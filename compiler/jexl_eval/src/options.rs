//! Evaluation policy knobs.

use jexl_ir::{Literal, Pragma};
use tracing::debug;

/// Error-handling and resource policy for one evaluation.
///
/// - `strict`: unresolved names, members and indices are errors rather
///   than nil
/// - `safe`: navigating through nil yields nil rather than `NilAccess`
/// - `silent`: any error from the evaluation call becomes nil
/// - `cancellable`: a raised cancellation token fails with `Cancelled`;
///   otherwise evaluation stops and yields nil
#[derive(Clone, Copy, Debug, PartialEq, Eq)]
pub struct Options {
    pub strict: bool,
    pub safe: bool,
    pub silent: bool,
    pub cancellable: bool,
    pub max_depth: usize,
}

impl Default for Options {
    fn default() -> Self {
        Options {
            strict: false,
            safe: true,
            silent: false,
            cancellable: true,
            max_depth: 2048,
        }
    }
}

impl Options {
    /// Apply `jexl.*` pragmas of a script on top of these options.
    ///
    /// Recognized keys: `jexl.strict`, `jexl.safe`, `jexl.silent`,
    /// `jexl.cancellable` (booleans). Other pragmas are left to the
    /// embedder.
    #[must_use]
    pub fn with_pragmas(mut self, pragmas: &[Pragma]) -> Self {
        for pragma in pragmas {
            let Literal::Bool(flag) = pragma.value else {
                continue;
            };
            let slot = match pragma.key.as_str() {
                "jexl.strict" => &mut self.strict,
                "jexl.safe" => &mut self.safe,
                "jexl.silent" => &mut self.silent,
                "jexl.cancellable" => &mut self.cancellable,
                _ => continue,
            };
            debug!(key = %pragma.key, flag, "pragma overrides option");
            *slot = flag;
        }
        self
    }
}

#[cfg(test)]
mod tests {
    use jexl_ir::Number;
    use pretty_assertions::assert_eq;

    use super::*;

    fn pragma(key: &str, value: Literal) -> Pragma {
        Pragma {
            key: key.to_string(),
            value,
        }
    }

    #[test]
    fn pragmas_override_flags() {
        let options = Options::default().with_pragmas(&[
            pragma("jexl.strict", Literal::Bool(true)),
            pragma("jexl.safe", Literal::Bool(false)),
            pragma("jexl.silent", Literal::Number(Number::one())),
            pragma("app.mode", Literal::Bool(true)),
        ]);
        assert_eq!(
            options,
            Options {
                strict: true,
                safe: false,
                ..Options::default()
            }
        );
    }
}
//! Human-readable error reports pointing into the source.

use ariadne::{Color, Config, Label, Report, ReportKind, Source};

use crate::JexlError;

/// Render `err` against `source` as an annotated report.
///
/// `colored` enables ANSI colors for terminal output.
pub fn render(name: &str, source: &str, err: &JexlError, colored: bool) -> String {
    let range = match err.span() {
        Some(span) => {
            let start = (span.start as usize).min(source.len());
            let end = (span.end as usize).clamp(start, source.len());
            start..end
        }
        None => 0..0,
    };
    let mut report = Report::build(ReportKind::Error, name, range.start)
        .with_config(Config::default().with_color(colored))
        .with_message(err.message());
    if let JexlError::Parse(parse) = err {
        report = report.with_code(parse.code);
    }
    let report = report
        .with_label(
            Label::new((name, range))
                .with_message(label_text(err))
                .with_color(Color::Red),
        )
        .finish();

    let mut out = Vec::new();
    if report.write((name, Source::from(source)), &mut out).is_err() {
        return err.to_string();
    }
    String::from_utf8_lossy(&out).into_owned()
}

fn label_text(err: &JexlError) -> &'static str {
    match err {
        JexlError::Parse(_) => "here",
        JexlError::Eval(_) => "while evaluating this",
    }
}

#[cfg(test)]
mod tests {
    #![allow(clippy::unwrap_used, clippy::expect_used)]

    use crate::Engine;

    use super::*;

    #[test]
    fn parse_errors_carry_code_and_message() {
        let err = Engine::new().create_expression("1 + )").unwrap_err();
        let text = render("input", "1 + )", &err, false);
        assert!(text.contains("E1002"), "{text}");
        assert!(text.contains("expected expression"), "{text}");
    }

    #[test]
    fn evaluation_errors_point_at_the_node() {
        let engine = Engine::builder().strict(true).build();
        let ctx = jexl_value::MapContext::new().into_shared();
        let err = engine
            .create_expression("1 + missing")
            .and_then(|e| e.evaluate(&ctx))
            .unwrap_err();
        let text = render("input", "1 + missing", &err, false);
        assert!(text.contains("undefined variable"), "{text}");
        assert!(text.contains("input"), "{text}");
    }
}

────

(AIM OF THE TASK): Only lines containing the word "slot" should be copied from the material above.

(RESULT OF THIS EXERCISE):
            let slot = match pragma.key.as_str() {
            *slot = flag;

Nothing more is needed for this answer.